Wolfgang Weidenhammer1, Johanna Hoek2, George Lewith3, Klaus von Ammon4

1Competence Centre for Complementary Medicine & Naturopathy, Techn. Univ. Munich, Germanny ;2Research group Integrative Care, Dept. Neurobiology, Care Sciences and Society, Karolinska Institutet, Sweden;3Complementary and Integrated Medicine Research Unit, University of Southampton, UK;4Institute of Complementary Medicine KIKOM, University of Bern, Switzerland


Estimates suggest that 150 million Europeans use CAM annually but reliable data are scarce.

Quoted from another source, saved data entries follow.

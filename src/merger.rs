//! Vocabulary merger: reduce the local dictionaries to one global dictionary
//!
//! Global ids are a pure function of the summed frequencies: most frequent first, ties broken by
//! the word itself. Merging the same local dictionaries in any order gives the same ids.
use std::fs::{self, File};
use std::io::{BufRead, BufReader, BufWriter, Write};
use std::path::{Path, PathBuf};
use crate::builder::LocalDictionary;
use crate::codec;
use crate::errors::*;
use crate::farm::{new_farm, FarmMap};
use crate::layout::{self, Layout, LOCAL_DICT_EXTENSION};

/// Corpus-wide word ids and frequencies. Id order is frequency order.
#[derive(Clone, Debug, Default, PartialEq)]
pub struct GlobalDictionary {
    words: Vec<String>,
    counts: Vec<u64>,
}

impl GlobalDictionary {
    /// Sum the counts of every local dictionary and rank the words
    pub fn merge<'a, I>(locals: I) -> Self where I: IntoIterator<Item = &'a LocalDictionary> {
        let mut totals: FarmMap<&'a str, u64> = new_farm();
        for local in locals {
            for (word, count) in local.entries() {
                *totals.entry(word).or_insert(0) += count;
            }
        }
        let mut ranked: Vec<(&str, u64)> = totals.into_iter().collect();
        ranked.sort_by(|a, b| b.1.cmp(&a.1).then_with(|| a.0.cmp(b.0)));
        GlobalDictionary {
            words: ranked.iter().map(|&(w, _)| w.to_string()).collect(),
            counts: ranked.iter().map(|&(_, c)| c).collect(),
        }
    }

    pub fn len(&self) -> usize { self.words.len() }
    pub fn is_empty(&self) -> bool { self.words.is_empty() }
    pub fn word(&self, id: u32) -> Option<&str> { self.words.get(id as usize).map(String::as_str) }
    pub fn count(&self, id: u32) -> Option<u64> { self.counts.get(id as usize).cloned() }

    /// Word to id lookup. Only the merge and tests need it, so it isn't kept around.
    pub fn index(&self) -> FarmMap<&str, u32> {
        self.words.iter().enumerate().map(|(id, w)| (w.as_str(), id as u32)).collect()
    }

    /// Global id of every local id
    pub fn remap(&self, index: &FarmMap<&str, u32>, local: &LocalDictionary) -> Result<Vec<u32>> {
        local.entries()
            .map(|(word, _)| index.get(word).cloned().ok_or_else(|| Error::MergeInconsistency(
                format!("\"{}\" is in a local dictionary but not in the merged one", word))))
            .collect()
    }

    /// How many of the top ids survive filtering
    ///
    /// Ids are already ranked by frequency, so the words with at least `min_count` occurrences
    /// are a prefix of the ids; the vocabulary is that prefix, cut at `max_vocab_size`.
    pub fn vocabulary_cutoff(&self, min_count: u64, max_vocab_size: usize) -> u32 {
        let frequent = self.counts.iter().take_while(|&&c| c >= min_count).count();
        frequent.min(max_vocab_size) as u32
    }

    /// One line per id: `id<TAB>count<TAB>word`
    pub fn save<P: AsRef<Path>>(&self, path: P) -> Result<()> {
        self.save_prefix(path, self.len() as u32)
    }

    /// Save only ids below `cutoff`
    pub fn save_prefix<P: AsRef<Path>>(&self, path: P, cutoff: u32) -> Result<()> {
        let mut out = BufWriter::new(File::create(path)?);
        for (id, (word, count)) in self.words.iter().zip(&self.counts).enumerate().take(cutoff as usize) {
            writeln!(out, "{}\t{}\t{}", id, count, word)?;
        }
        out.flush()?;
        Ok(())
    }

    pub fn load<P: AsRef<Path>>(path: P) -> Result<Self> {
        let path = path.as_ref();
        let file = File::open(path)
            .map_err(|e| Error::MissingFile("merged dictionary (run wordprocessing first)", Some(e)))?;
        let mut dict = GlobalDictionary::default();
        for (lineno, line) in BufReader::new(file).lines().enumerate() {
            let line = line?;
            let mut fields = line.splitn(3, '\t');
            let id: Option<usize> = fields.next().and_then(|f| f.parse().ok());
            let count: Option<u64> = fields.next().and_then(|f| f.parse().ok());
            match (id, count, fields.next()) {
                (Some(id), Some(count), Some(word)) if id == lineno && !word.is_empty() => {
                    dict.words.push(word.to_string());
                    dict.counts.push(count);
                }
                _ => return Err(Error::MergeInconsistency(format!(
                    "{}:{}: expected \"{}<TAB>count<TAB>word\"", path.display(), lineno + 1, lineno))),
            }
        }
        Ok(dict)
    }
}

/// Hash of a saved merged dictionary, so files derived from its ids can be matched to it
pub fn dictionary_fingerprint<P: AsRef<Path>>(path: P) -> Result<u64> {
    let content = fs::read(path)
        .map_err(|e| Error::MissingFile("merged dictionary (run wordprocessing first)", Some(e)))?;
    Ok(farmhash::hash64(&content))
}

/// What the merge produced
#[derive(Clone, Debug, PartialEq, Eq)]
pub struct MergeReport {
    pub local_dictionaries: usize,
    pub vocabulary: usize,
    pub tokens: u64,
}

/// Merge every `.dicloc` under the layout, then write the merged dictionary and one remapping
/// table per local dictionary
pub fn merge_vocabulary(layout: &Layout) -> Result<(GlobalDictionary, MergeReport)> {
    let paths = layout::files_with_extension(&layout.dicts(), LOCAL_DICT_EXTENSION)?;
    let mut locals: Vec<(PathBuf, LocalDictionary)> = Vec::with_capacity(paths.len());
    for path in paths {
        let dict = LocalDictionary::load(&path)?;
        locals.push((path, dict));
    }

    let global = GlobalDictionary::merge(locals.iter().map(|&(_, ref d)| d));
    global.save(layout.merged_dict())?;

    let index = global.index();
    for &(ref path, ref local) in &locals {
        let worker = layout::parse_dict_name(path).ok_or_else(|| Error::MergeInconsistency(
            format!("can't tell which worker wrote {}", path.display())))?;
        codec::write_remap(layout.remap(worker), &global.remap(&index, local)?)?;
    }

    let report = MergeReport {
        local_dictionaries: locals.len(),
        vocabulary: global.len(),
        tokens: global.counts.iter().sum(),
    };
    Ok((global, report))
}

#[cfg(test)]
mod tests {
    use super::*;
    use tempfile::TempDir;

    fn local(words: &[&str]) -> LocalDictionary {
        let mut dict = LocalDictionary::new();
        for w in words {
            dict.add(w);
        }
        dict
    }

    #[test]
    fn ranks_by_frequency_then_word() {
        let a = local(&["the", "cat", "sat"]);
        let b = local(&["the", "dog", "sat"]);
        let global = GlobalDictionary::merge(vec![&a, &b]);
        let words: Vec<_> = (0..4).map(|id| global.word(id).unwrap()).collect();
        assert_eq!(words, vec!["sat", "the", "cat", "dog"]);
        assert_eq!(global.count(1), Some(2));
        assert_eq!(global.count(3), Some(1));
    }

    #[test]
    fn merge_order_does_not_matter() {
        let dicts = vec![
            local(&["x", "y", "y", "z"]),
            local(&["z", "q", "x"]),
            local(&["y", "Y", "q", "q"]),
        ];
        let forward = GlobalDictionary::merge(dicts.iter());
        let backward = GlobalDictionary::merge(dicts.iter().rev());
        assert_eq!(forward, backward);
        // Casing is not unified here
        assert_eq!(forward.len(), 5);
    }

    #[test]
    fn cutoff_applies_both_filters() {
        let global = GlobalDictionary::merge(vec![&local(&["a", "a", "a", "b", "b", "c"])]);
        assert_eq!(global.vocabulary_cutoff(1, 10), 3);
        assert_eq!(global.vocabulary_cutoff(2, 10), 2);
        assert_eq!(global.vocabulary_cutoff(1, 1), 1);
        assert_eq!(global.vocabulary_cutoff(4, 10), 0);
    }

    #[test]
    fn writes_dictionary_and_remaps() {
        let out = TempDir::new().unwrap();
        let layout = Layout::new(out.path());
        layout.create_all().unwrap();
        local(&["the", "cat", "sat"]).save(layout.local_dict(0)).unwrap();
        local(&["dog", "the", "sat"]).save(layout.local_dict(1)).unwrap();

        let (global, report) = merge_vocabulary(&layout).unwrap();
        assert_eq!(report, MergeReport { local_dictionaries: 2, vocabulary: 4, tokens: 6 });
        assert_eq!(GlobalDictionary::load(layout.merged_dict()).unwrap(), global);
        // sat=0 the=1 cat=2 dog=3
        assert_eq!(codec::read_remap(layout.remap(0)).unwrap(), vec![1, 2, 0]);
        assert_eq!(codec::read_remap(layout.remap(1)).unwrap(), vec![3, 1, 0]);
    }
}
//! Merge many line-oriented files into one file of unique lines
use std::fs::{self, File};
use std::io::{BufRead, BufReader, BufWriter, Write};
use std::path::{Path, PathBuf};
use crate::errors::*;
use crate::farm::{new_farm_set, FarmSet};

/// Regular files directly in `dir` whose names start with `prefix`, sorted by name
pub fn files_starting_with(dir: &Path, prefix: &str) -> Result<Vec<PathBuf>> {
    let mut found = vec![];
    for entry in fs::read_dir(dir)? {
        let path = entry?.path();
        let matches = path.file_name()
            .and_then(|n| n.to_str())
            .map_or(false, |n| n.starts_with(prefix));
        if matches && path.is_file() {
            found.push(path);
        }
    }
    found.sort();
    Ok(found)
}

/// Write every distinct line of the matching files to `output`, in no particular order
///
/// Lines are opaque records compared byte for byte; only the `\n` terminator is stripped, so a
/// `\r` stays part of its record. If `output` itself matches the prefix it is not read. Returns
/// the number of unique lines written.
pub fn merge_unique_to_single_file<P, Q>(dir: P, prefix: &str, output: Q) -> Result<usize>
    where P: AsRef<Path>, Q: AsRef<Path> {
    let output = output.as_ref();
    let mut lines: FarmSet<Vec<u8>> = new_farm_set();
    for path in files_starting_with(dir.as_ref(), prefix)? {
        if path == output {
            continue;
        }
        let mut reader = BufReader::new(File::open(&path)?);
        let mut line = vec![];
        while reader.read_until(b'\n', &mut line)? > 0 {
            if line.last() == Some(&b'\n') {
                line.pop();
            }
            lines.insert(line.clone());
            line.clear();
        }
    }
    let mut out = BufWriter::new(File::create(output)?);
    for line in &lines {
        out.write_all(line)?;
        out.write_all(b"\n")?;
    }
    out.flush()?;
    Ok(lines.len())
}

CAM is defined in various and sometimes contradictory ways within Europe and the national legal status of CAM is sometimes unclear. To overcome these knowledge gaps the EU Framework Programme project (FP7/2007-2013, GA No. 241951), CAMbrella, has been funded.  The overall goals of this 3-year coordination project are to describe situation of CAM in the EU and based on this to develop a roadmap for future CAM research. The following specific issues will be addressed: 1) Develop consensus on definitions for the terminology of the major CAM interventions used in Europe. 2) Review the current legal status of CAM in EU states. 3) Explore the needs and attitudes of EU citizens with respect to CAM. 4) Create a knowledge base that allows an evaluation of the patients’ demands for CAM and the prevalence of its use in Europe. 5) Explore the providers’ perspectives of CAM treatment in Europe. 6) Map international research strategies and the status of CAM within health care policy and relate the current EU situation to this global context. 7) Propose an appropriate research strategy for CAM taking into account issues of effectiveness, safety, costs and regulation.  CAMbrella involves a consortium of 16 appropriately skilled university based academic research institutions from 12 European member states. The project will be delivered in separate work packages corresponding to the specific aims. CAMbrella aims to facilitate sustainable, high quality research collaboration, and will create a coordinated EU network of researchers and stakeholders including patients, funding bodies and registered clinicians. The research and healthcare-focused core of the collaboration will have a substantial impact on how CAM is perceived and provided in the EU’s various healthcare systems. Based on the available information, a strategic roadmap for future European research activities will be developed to fill the existing knowledge gaps and produce an appropriate evidence base.